Asia to take the lead in the clean energy transition with some key challenges for risk managers
Climate change and the subsequent transition to renewable energy and low-carbon initiatives, as well as the growing significance of Environmental Social Governance (ESG) pressures, will transform the renewable energy industry risk landscape, according to Willis Towers Watson in a new report.
Key challenges brought on by climate change, including overcoming barriers to scale, regulatory scrutiny and potential future litigation, require that risk managers need to meet these challenges head on.
Indeed, their roles will increase in importance as they navigate changes in regulation, technology and innovation, as well as translating what this means for their company and its investors.
Meanwhile, demonstrating improved ESG performance will help reduce cost of capital and enhance partnerships within industries and communities.
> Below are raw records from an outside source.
impl Kernel {
    pub fn new() -> Self {
        Self::with_strategy(SchedulingStrategy::default())
    }

    pub fn with_strategy(strategy: SchedulingStrategy) -> Self {
        let idle = Tcb::new(
            TaskId(u32::MAX),
            Box::new(IdleTask::new()),
            0,
            CFG_PRIO_IDLE,
            0.0,
            0.0,
            DeadlineKind::None,
        );

        Kernel {
            tcbs: Vec::new(),
            idle,
            ready_list: ReadyList::new(),
            strategy,
            current: CurrentSlot::Empty,
            virtual_time: 0.0,
            total_ticks: 0,
            running: false,
            registration_open: true,
            next_task_id: 0,
            next_arrival_seq: 0,
            time_manager: TimeManager::new(),
            deadline_manager: DeadlineManager::new(),
            statistics: TaskStatistics::new(),
        }
    }

    // ============ Registration & lifecycle ============

    pub fn register_task(
        &mut self,
        task: Box<dyn Task>,
        priority: Priority,
        period: VirtualTime,
        deadline: VirtualTime,
        deadline_kind: DeadlineKind,
    ) -> SchedResult<TaskId> {
        if !self.registration_open {
            return Err(SchedError::RegistrationClosed);
        }
        if priority >= CFG_PRIO_IDLE {
            return Err(SchedError::PriorityOutOfRange);
        }
        if period < 0.0 {
            return Err(SchedError::NegativePeriod);
        }
        if deadline < 0.0 {
            return Err(SchedError::NegativeDeadline);
        }

        let relative_deadline = if deadline == 0.0 { period } else { deadline };

        let task_id = TaskId(self.next_task_id);
        self.next_task_id += 1;
        let arrival_seq = self.next_arrival_seq;
        self.next_arrival_seq += 1;

        let name = task.name().to_string();
        let tcb = Tcb::new(
            task_id,
            task,
            arrival_seq,
            priority,
            period,
            relative_deadline,
            deadline_kind,
        );
        self.tcbs.push(tcb);

        debug!(task = task_id.value(), %name, priority, period, "task registered");
        Ok(task_id)
    }

    pub fn start(&mut self) -> SchedResult<()> {
        if self.running {
            return Err(SchedError::AlreadyRunning);
        }
        self.registration_open = false;

        self.idle.task_mut().initialize();

        for tcb in self.tcbs.iter_mut() {
            tcb.task_mut().initialize();
            if tcb.is_periodic() {
                tcb.next_activation_time = 0.0;
                tcb.transition(TaskState::Waiting);
            } else {
                tcb.transition(TaskState::Ready);
            }
        }

        let to_ready: Vec<(TaskId, Priority)> = self
            .tcbs
            .iter()
            .filter(|t| t.state == TaskState::Ready)
            .map(|t| (t.task_id, t.current_priority))
            .collect();
        for (id, prio) in to_ready {
            self.ready_list.add(id, prio);
        }

        self.running = true;
        self.current = CurrentSlot::Empty;
        info!(task_count = self.tcbs.len(), "kernel started");
        Ok(())
    }

    pub fn stop(&mut self) -> SchedResult<()> {
        if !self.running {
            return Err(SchedError::NotRunning);
        }

        for tcb in self.tcbs.iter_mut() {
            tcb.task_mut().cleanup();
            tcb.transition(TaskState::Suspended);
        }
        self.idle.task_mut().cleanup();
        self.idle.transition(TaskState::Suspended);

        self.ready_list.clear();
        self.strategy.reset();
        self.current = CurrentSlot::Empty;
        self.running = false;
        info!("kernel stopped");
        Ok(())
    }

    // ============ Tick loop ============

    pub fn tick(&mut self, delta: VirtualTime) -> SchedResult<()> {
        if !self.running {
            return Err(SchedError::NotRunning);
        }

        self.total_ticks += 1;
        self.time_manager.update(delta);

        let mut budget = delta;
        while budget > CFG_TICK_EPSILON {
            self.activate_periodic_tasks();
            self.schedule();
            let exec = self.execute_current_step(budget);
            budget -= exec;

            if exec <= 0.0 {
                // Defensive: a zero-cost step would spin the loop forever.
                warn!("tick loop made no progress, aborting remaining budget");
                break;
            }
        }

        self.statistics.accumulate_system_time(delta);
        Ok(())
    }

    fn activate_periodic_tasks(&mut self) {
        let vt = self.virtual_time;
        let mut activated: Vec<(TaskId, Priority)> = Vec::new();

        for tcb in self.tcbs.iter_mut() {
            if tcb.is_periodic() && tcb.state == TaskState::Waiting && vt >= tcb.next_activation_time
            {
                tcb.task_mut().reset_for_next_period();
                tcb.next_activation_time = vt + tcb.period;
                tcb.absolute_deadline = vt + tcb.relative_deadline;
                tcb.transition(TaskState::Ready);
                activated.push((tcb.task_id, tcb.current_priority));
            }
        }

        for (id, prio) in activated {
            trace!(task = id.value(), time = vt, "task activated");
            self.ready_list.add(id, prio);
        }
    }

    fn schedule(&mut self) {
        let ready_ids: Vec<TaskId> = self.ready_list.iter_priority_order().collect();
        let ready_refs: Vec<&Tcb> = ready_ids
            .iter()
            .filter_map(|&id| Self::find(&self.tcbs, id))
            .collect();
        let current_ref = match self.current {
            CurrentSlot::Task(id) => Self::find(&self.tcbs, id),
            _ => None,
        };

        let selection = self.strategy.select_next(&ready_refs, current_ref);

        match (selection, self.current) {
            (Some(id), CurrentSlot::Task(cur)) if id == cur => {}
            (Some(id), _) => self.dispatch(Some(id)),
            (None, CurrentSlot::Idle) => {}
            (None, _) => self.dispatch(None),
        }
    }

    /// Perform a context switch to `incoming` (`None` means Idle).
    fn dispatch(&mut self, incoming: Option<TaskId>) {
        if let CurrentSlot::Task(out_id) = self.current {
            if let Some(tcb) = Self::find_mut(&mut self.tcbs, out_id) {
                tcb.transition(TaskState::Ready);
                self.ready_list.add(tcb.task_id, tcb.current_priority);
            }
        }

        match incoming {
            Some(id) => {
                let prio = Self::find(&self.tcbs, id).map(|t| t.current_priority);
                if let Some(prio) = prio {
                    self.ready_list.remove(id, prio);
                }
                if let Some(tcb) = Self::find_mut(&mut self.tcbs, id) {
                    tcb.transition(TaskState::Running);
                    tcb.record_execution_start(self.virtual_time);
                }
                self.current = CurrentSlot::Task(id);
                debug!(task = id.value(), "context switch");
            }
            None => {
                self.current = CurrentSlot::Idle;
                trace!("entering idle");
            }
        }

        self.statistics.record_context_switch();
    }

    /// Execute one step of whatever is currently dispatched, charging at
    /// most `budget` seconds. Returns the seconds actually charged.
    fn execute_current_step(&mut self, budget: VirtualTime) -> VirtualTime {
        match self.current {
            CurrentSlot::Task(id) => {
                let exec = {
                    let tcb = Self::find_mut(&mut self.tcbs, id).expect("current task missing");
                    let w = tcb.task().current_step_wcet();
                    let exec = w.min(budget);
                    tcb.task_mut().execute_step();
                    tcb.record_execution_complete(exec);
                    exec
                };

                self.virtual_time += exec;
                self.statistics.record_execution(id, exec);

                let slice_expired = self.strategy.charge_execution(exec);

                // Check deadlines right after charging this step, before the
                // completion logic below can move the task out of
                // Ready/Running: a job that finishes and overruns its
                // deadline on the same step must still be caught.
                self.check_deadlines();

                let still_current = matches!(self.current, CurrentSlot::Task(t) if t == id);
                if still_current {
                    let work_complete = Self::find(&self.tcbs, id)
                        .map(|t| t.task().is_work_complete())
                        .unwrap_or(false);

                    if work_complete {
                        self.complete_current_job(id);
                    } else if slice_expired {
                        self.preempt_current(id);
                    }
                }

                exec
            }
            CurrentSlot::Idle => {
                // Idle must not run past the next pending periodic
                // activation: its own WCET is unbounded (it has nothing of
                // its own to finish), but a Waiting task's reactivation
                // would otherwise be skipped over entirely.
                let w = self.idle.task().current_step_wcet();
                let cap = self.next_activation_cap();
                let exec = w.min(budget).min(cap);
                self.idle.task_mut().execute_step();
                self.virtual_time += exec;
                self.statistics.record_idle_time(exec);
                if self.idle.task().is_work_complete() {
                    self.idle.task_mut().reset_for_next_period();
                }
                // A queued Ready task's deadline may lapse while the CPU
                // sits idle; still need to catch it within this tick.
                self.check_deadlines();
                exec
            }
            CurrentSlot::Empty => {
                self.check_deadlines();
                0.0
            }
        }
    }

    fn complete_current_job(&mut self, id: TaskId) {
        if let Some(tcb) = Self::find_mut(&mut self.tcbs, id) {
            if tcb.is_periodic() {
                tcb.transition(TaskState::Waiting);
                tcb.task_mut().reset_for_next_period();
            } else {
                tcb.transition(TaskState::Suspended);
            }
        }
        self.strategy.on_task_completed(id);
        self.current = CurrentSlot::Empty;
        trace!(task = id.value(), "job completed");
    }

    fn preempt_current(&mut self, id: TaskId) {
        if let Some(tcb) = Self::find_mut(&mut self.tcbs, id) {
            tcb.transition(TaskState::Ready);
            self.ready_list.add(tcb.task_id, tcb.current_priority);
        }
        self.current = CurrentSlot::Empty;
    }

    /// Seconds until the soonest pending periodic activation, or `f64::MAX`
    /// if nothing is waiting to reactivate.
    fn next_activation_cap(&self) -> VirtualTime {
        self.tcbs
            .iter()
            .filter(|t| t.is_periodic() && t.state == TaskState::Waiting)
            .map(|t| t.next_activation_time - self.virtual_time)
            .fold(f64::MAX, f64::min)
    }

    fn check_deadlines(&mut self) {
        let vt = self.virtual_time;
        let missed: Vec<TaskId> = self
            .tcbs
            .iter()
            .filter(|t| {
                matches!(t.state, TaskState::Ready | TaskState::Running)
                    && t.absolute_deadline > 0.0
                    && vt > t.absolute_deadline
            })
            .map(|t| t.task_id)
            .collect();

        for id in missed {
            self.handle_deadline_miss(id);
        }
    }

    fn handle_deadline_miss(&mut self, id: TaskId) {
        let was_running = matches!(self.current, CurrentSlot::Task(t) if t == id);
        let prio = Self::find(&self.tcbs, id).map(|t| t.current_priority);

        if let Some(prio) = prio {
            if self.ready_list.contains(id) {
                self.ready_list.remove(id, prio);
            }
        }
        if was_running {
            self.current = CurrentSlot::Empty;
        }

        let (deadline, deadline_kind, miss_count) = {
            let tcb = Self::find_mut(&mut self.tcbs, id).expect("task missing");
            tcb.record_deadline_miss();
            (tcb.absolute_deadline, tcb.deadline_kind, tcb.deadline_miss_count)
        };

        self.statistics.record_deadline_miss(id);
        self.deadline_manager
            .record_miss(id, deadline_kind, deadline, self.virtual_time, miss_count);

        if let Some(tcb) = Self::find_mut(&mut self.tcbs, id) {
            tcb.transition(TaskState::Waiting);
            tcb.task_mut().reset_for_next_period();
        }
        self.strategy.on_task_completed(id);
    }

    fn find(tcbs: &[Tcb], id: TaskId) -> Option<&Tcb> {
        tcbs.iter().find(|t| t.task_id == id)
    }

    fn find_mut(tcbs: &mut [Tcb], id: TaskId) -> Option<&mut Tcb> {
        tcbs.iter_mut().find(|t| t.task_id == id)
    }

    // ============ Introspection ============

    pub fn current_task_id(&self) -> Option<TaskId> {
        match self.current {
            CurrentSlot::Task(id) => Some(id),
            _ => None,
        }
    }

    #[inline]
    pub fn virtual_time(&self) -> VirtualTime {
        self.virtual_time
    }

    #[inline]
    pub fn total_ticks(&self) -> u64 {
        self.total_ticks
    }

    #[inline]
    pub fn is_running(&self) -> bool {
        self.running
    }

    #[inline]
    pub fn ready_list(&self) -> &ReadyList {
        &self.ready_list
    }

    #[inline]
    pub fn statistics(&self) -> &TaskStatistics {
        &self.statistics
    }

    #[inline]
    pub fn deadline_manager(&self) -> &DeadlineManager {
        &self.deadline_manager
    }

    #[inline]
    pub fn deadline_manager_mut(&mut self) -> &mut DeadlineManager {
        &mut self.deadline_manager
    }

    #[inline]
    pub fn time_manager(&self) -> &TimeManager {
        &self.time_manager
    }

    #[inline]
    pub fn all_tasks(&self) -> &[Tcb] {
        &self.tcbs
    }

    #[inline]
    pub fn idle_task(&self) -> &Tcb {
        &self.idle
    }

    pub fn task(&self, id: TaskId) -> Option<&Tcb> {
        Self::find(&self.tcbs, id)
    }

    pub fn status(&self) -> KernelStatus {
        KernelStatus {
            running: self.running,
            virtual_time: self.virtual_time,
            total_ticks: self.total_ticks,
            current_task: self.current_task_id(),
            registered_task_count: self.tcbs.len(),
        }
    }
}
These increasing pressures are also creating growth in the renewable energy sector as companies look to transition to a low-carbon environment.
Important role for Asia
As the world continues to deal with the ongoing impact of the pandemic, countries in Asia can jumpstart their economic recovery and advance the region’s clean energy transition by increasing investment in clean energy.
China, for instance, has shown a steady growth trend. Although the growth of investment and newly-installed renewable capacity was lower last year compared to 2019, there has been a general recovery of new construction projects.
Renewable energy is also an important part of China’s ’New Infrastructure’ investment stimulation strategy that was launched last year. This has helped to attract and encourage new investment and application of new technology in renewable energy companies, and the proportion of the industry will continue to increase in China’s energy mix.
”Renewables companies need to know how the energy transition is going to affect their industry, why climate change is already transforming their industry risk landscape, how they can play a strategic role in developing their response to this transition and which ESG pressures are going to affect the industry in the future,” said George Nassaouati, head of Natural Resources Asia, Willis Towers Watson.
Hardening market for renewables
At the same time, the renewables industry is faced with further insurance market hardening as insurers seek to capitalise on last year’s pricing increases to drive further improvements in pricing to restore this portfolio to profitability.
Increases of between 10% and 40% are being experienced across a range of global markets, while casualty rating increases can sometimes be even more significant.
Nassaouati said: “In these unprecedented times, the renewables industry finds itself beset by risks and challenges from all sides, as COVID-19 tightens its stranglehold on the global economy and insurance market conditions harden.”
”However, it is the issue of climate risk and ESG that will have a more significant impact on the future shape of the industry. Renewables companies must develop a significant ESG footprint and incorporate climate change risk into their risk mitigation strategies in order to survive in the future.”